Uno podría inventar tal fábula y aún no haber ilustrado suficientemente cuán miserable, cuán sombrío y frágil, cuán sin rumbo y arbitrario, aparece el intelecto humano en la naturaleza. Ha habido eternidades en las que no existió; y cuando vuelva a desaparecer, no habrá pasado nada. Porque este intelecto no tiene una misión ulterior que lo lleve más allá de la vida humana. Es humano, más bien, y solo su dueño y productor le da tal importancia, como si el mundo girara a su alrededor. Pero si pudiéramos comunicarnos con el mosquito, entonces aprenderíamos que flota por el aire con la misma autoimportancia, sintiéndose en sí mismo el centro volador del mundo. No hay nada en la naturaleza tan despreciable o insignificante que no pueda ser inmediatamente inflado como una bolsa por un ligero soplo de este poder del conocimiento; y así como todo portero quiere un admirador, el ser humano más orgulloso, el filósofo, cree ver los ojos del universo enfocados telescópicamente desde todos los lados en sus acciones y pensamientos.
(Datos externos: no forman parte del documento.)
//! The triangle walk: the innermost part of the correlation calculation.
//!
//! For a lattice site `P1` (the "anchor"), every triangle set of every bin is
//! applied: the primary offset locates `P2` and each secondary offset
//! locates a `P3`. Both offsets are measured from `P1` (the secondary offset
//! is **NOT** relative to `P2`).
//!
//! # Jackknife attribution
//! Every triangle is attributed to each distinct jackknife group among its
//! vertices, so that subtracting a group's contribution later removes every
//! triangle touching that group exactly once:
//! - group `g1` (of `P1`) always receives the anchor's full contribution
//!   for the bin
//! - group `g2` (of `P2`) receives the contribution of the triangle set,
//!   unless `g2 == g1`
//! - group `g3` (of `P3`) receives the single triangle, unless it matches
//!   either `g1` or `g2`

use crate::catalog::Catalog;
use crate::jackknife::JackknifePartition;
use crate::lattice::Lattice;
use crate::state::StatePack;
use crate::stats::StatTuple;

/// The fields sampled at the 3 vertices of each triangle.
///
/// Auto-correlations use the same field for all 3 vertices.
#[derive(Clone, Copy)]
pub struct FieldTriple<'a> {
    first: &'a [f32],
    second: &'a [f32],
    third: &'a [f32],
    lattice: Lattice,
}

impl<'a> FieldTriple<'a> {
    /// create a new instance for a cross-correlation
    pub fn new(
        first: &'a [f32],
        second: &'a [f32],
        third: &'a [f32],
        lattice: Lattice,
    ) -> Result<FieldTriple<'a>, &'static str> {
        let n_points = lattice.n_points();
        if first.len() != n_points {
            Err("the length of the first field is inconsistent with the lattice")
        } else if second.len() != n_points {
            Err("the length of the second field is inconsistent with the lattice")
        } else if third.len() != n_points {
            Err("the length of the third field is inconsistent with the lattice")
        } else {
            Ok(Self {
                first,
                second,
                third,
                lattice,
            })
        }
    }

    /// create a new instance for an auto-correlation
    pub fn auto(field: &'a [f32], lattice: Lattice) -> Result<FieldTriple<'a>, &'static str> {
        Self::new(field, field, field, lattice)
    }

    /// the field sampled at the anchor vertex
    pub fn first(&self) -> &'a [f32] {
        self.first
    }

    pub fn lattice(&self) -> &Lattice {
        &self.lattice
    }
}

/// Walks the triangles of a catalog around individual lattice sites
#[derive(Clone, Copy)]
pub struct TriangleWalk<'a> {
    fields: FieldTriple<'a>,
    catalog: &'a Catalog,
    partition: JackknifePartition,
}

impl<'a> TriangleWalk<'a> {
    pub fn new(
        fields: FieldTriple<'a>,
        catalog: &'a Catalog,
        partition: JackknifePartition,
    ) -> Self {
        TriangleWalk {
            fields,
            catalog,
            partition,
        }
    }

    pub fn lattice(&self) -> &Lattice {
        &self.fields.lattice
    }

    pub fn catalog(&self) -> &'a Catalog {
        self.catalog
    }

    pub fn partition(&self) -> &JackknifePartition {
        &self.partition
    }

    /// a zero-initialized statepack with the appropriate shape
    pub fn new_statepack(&self) -> StatePack {
        StatePack::new(self.catalog.n_bins(), self.partition.n_groups())
    }

    /// add the contribution of every triangle anchored at the site with
    /// flattened index `idx` to `statepack`
    pub fn accumulate_point(&self, statepack: &mut StatePack, idx: usize) {
        let lattice = &self.fields.lattice;
        let site = lattice.reverse_map_idx(idx);
        let data1 = self.fields.first[idx] as f64;
        let g1 = self.partition.group_of(idx);

        for (bin_index, bin) in self.catalog.bins().iter().enumerate() {
            // the anchor's contribution to this bin
            let mut ddd_from_anchor = 0.0;
            let mut ddr_from_anchor = 0.0;
            let mut n_from_anchor = 0_usize;

            for set in bin.sets() {
                let idx2 = lattice.shifted_idx(&site, set.primary());
                let data2 = self.fields.second[idx2] as f64;
                let g2 = self.partition.group_of(idx2);
                let mult12 = data1 * data2;

                let mut ddd_from_set = 0.0;
                for secondary in set.secondaries() {
                    let idx3 = lattice.shifted_idx(&site, secondary);
                    let data3 = self.fields.third[idx3] as f64;
                    let g3 = self.partition.group_of(idx3);
                    let mult123 = mult12 * data3;
                    ddd_from_set += mult123;

                    if g3 != g1 && g3 != g2 {
                        *statepack.group_contrib_mut(g3, bin_index) +=
                            StatTuple::new(mult123, mult12, data1, 1.0);
                    }
                }

                let n_set = set.len();
                if g2 != g1 {
                    let n = n_set as f64;
                    *statepack.group_contrib_mut(g2, bin_index) +=
                        StatTuple::new(ddd_from_set, n * mult12, n * data1, n);
                }

                ddd_from_anchor += ddd_from_set;
                ddr_from_anchor += (n_set as f64) * mult12;
                n_from_anchor += n_set;
            }

            let n = n_from_anchor as f64;
            let contrib = StatTuple::new(ddd_from_anchor, ddr_from_anchor, n * data1, n);
            *statepack.total_mut(bin_index) += contrib;
            *statepack.group_contrib_mut(g1, bin_index) += contrib;
        }
    }
}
Es extraño que este sea el efecto del intelecto, porque después de todo, solo se le dio como ayuda a los seres más desafortunados, más delicados y más evanescentes para mantenerlos por un minuto en la existencia, de lo contrario, sin este don, tendrían todas las razones para huir tan rápido como el hijo de Lessing. Esa altivez que acompaña al conocimiento y al sentimiento, que envuelve los ojos y los sentidos del hombre en una niebla cegadora, lo engaña, por tanto, sobre el valor de la existencia al llevar en sí misma la evaluación más halagadora del propio conocimiento. Su efecto más universal es el engaño; pero incluso sus efectos más particulares tienen algo del mismo carácter.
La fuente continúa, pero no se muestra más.